The Jordt lab is interested in how humans and animals sense touch and pain. These fundamental sensations originate in peripheral sensory neurons which contain signaling pathways that translate environmental stimuli into neural activity. Our aims are to identify the molecular components of these pathways and to understand how sensory neurons become sensitized during injury and chronic painful conditions such as inflammation.
In our current studies we use pharmacological, molecular genetic and physiological approaches as well as fluorescent imaging techniques to investigate the properties of ion channel proteins that serve as sensors for temperature and noxious stimuli in sensory neurons. These proteins belong to the gene family of TRP (transient receptor potential) ion channels, some of which are the targets of natural plant products that activate the sensation of heat and pain (capsaicin, mustard oil) or cold (menthol). We are using these compounds as chemical probes to study how TRP channels are activated, how they interact with endogenous ligands and how temperature sensing occurs.

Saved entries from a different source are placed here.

//! Sitemap generation.
//!
//! Generates a sitemap.xml file listing all pages for search engine indexing.
//!
//! # Sitemap Format
//!
//! ```xml
//! <?xml version="1.0" encoding="UTF-8"?>
//! <urlset xmlns="http://www.sitemaps.org/schemas/sitemap/0.9">
//!   <url>
//!     <loc>https://example.com/</loc>
//!     <lastmod>2025-01-01</lastmod>
//!   </url>
//! </urlset>
//! ```

use crate::{
    build::BuildReport,
    config::SiteConfig,
    integrations::Integration,
    log,
    utils::minify::{Output, minify},
};
use anyhow::{Context, Result};
use std::fs;

// ============================================================================
// Constants
// ============================================================================

/// XML namespace for sitemap
const SITEMAP_NS: &str = "http://www.sitemaps.org/schemas/sitemap/0.9";

// ============================================================================
// Integration
// ============================================================================

pub struct SitemapIntegration;

impl Integration for SitemapIntegration {
    fn name(&self) -> &'static str {
        "sitemap"
    }

    fn emit(&self, config: &SiteConfig, report: &BuildReport) -> Result<()> {
        let base_url = config
            .base
            .url
            .as_deref()
            .context("[base.url] is required for sitemap generation")?;
        let lastmod = chrono::Local::now().format("%Y-%m-%d").to_string();

        Sitemap::from_pages(base_url, &report.pages, Some(&lastmod)).write(config)
    }
}

// ============================================================================
// Sitemap Implementation
// ============================================================================

/// Sitemap data structure
struct Sitemap {
    /// List of URL entries
    urls: Vec<UrlEntry>,
}

/// Single URL entry in the sitemap
struct UrlEntry {
    /// Full URL location
    loc: String,
    /// Last modification date (optional, YYYY-MM-DD format)
    lastmod: Option<String>,
}

impl Sitemap {
    /// Build sitemap from rendered page URL paths.
    fn from_pages(base_url: &str, pages: &[String], lastmod: Option<&str>) -> Self {
        let base = base_url.trim_end_matches('/');
        let urls = pages
            .iter()
            .map(|path| UrlEntry {
                loc: format!("{base}{path}"),
                lastmod: lastmod.map(str::to_owned),
            })
            .collect();

        Self { urls }
    }

    /// Generate sitemap XML string.
    fn into_xml(self) -> String {
        let mut xml = String::with_capacity(4096);

        xml.push_str(r#"<?xml version="1.0" encoding="UTF-8"?>"#);
        xml.push('\n');
        xml.push_str(&format!(r#"<urlset xmlns="{SITEMAP_NS}">"#));
        xml.push('\n');

        for entry in self.urls {
            xml.push_str("  <url>\n");
            xml.push_str(&format!("    <loc>{}</loc>\n", escape_xml(&entry.loc)));
            if let Some(lastmod) = entry.lastmod {
                xml.push_str(&format!("    <lastmod>{lastmod}</lastmod>\n"));
            }
            xml.push_str("  </url>\n");
        }

        xml.push_str("</urlset>\n");
        xml
    }

    /// Write sitemap to output file.
    fn write(self, config: &SiteConfig) -> Result<()> {
        let sitemap_path = &config.build.sitemap.path;
        let xml = self.into_xml();
        let xml = minify(Output::Xml, &xml, config);

        if let Some(parent) = sitemap_path.parent() {
            fs::create_dir_all(parent)?;
        }
        fs::write(sitemap_path, xml.as_bytes())
            .with_context(|| format!("Failed to write sitemap to {}", sitemap_path.display()))?;

        log!("sitemap"; "{}", sitemap_path.file_name().unwrap_or_default().to_string_lossy());
        Ok(())
    }
}

// ============================================================================
// Helper Functions
// ============================================================================

/// Escape special XML characters.
fn escape_xml(s: &str) -> String {
    s.replace('&', "&amp;")
        .replace('<', "&lt;")
        .replace('>', "&gt;")
        .replace('"', "&quot;")
        .replace('\'', "&apos;")
}

// ============================================================================
// Tests
// ============================================================================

Another goal in our lab is to understand how signaling pathways are used to increase TRP channel activity in disease. TRP channels are regulated by other receptor systems through membrane phospholipid turnover, kinase pathways and endogenous ligands. Increased channel activity results in neural sensitization that causes hypersensitivity to sensory input and contributes to painful inflammation by a mechanism known as neurogenic inflammation. This mechanism is important for conditions such as arthritis, vasculitis, psoriasis, intra- and postoperative pain, trauma, invading cancer and visceral and musculoskeletal disorders. With our studies we hope to gain new mechanistic insights into neurogenic inflammation, identify potential pharmacological targets and reveal basic molecular and cellular mechanisms of sensory transduction.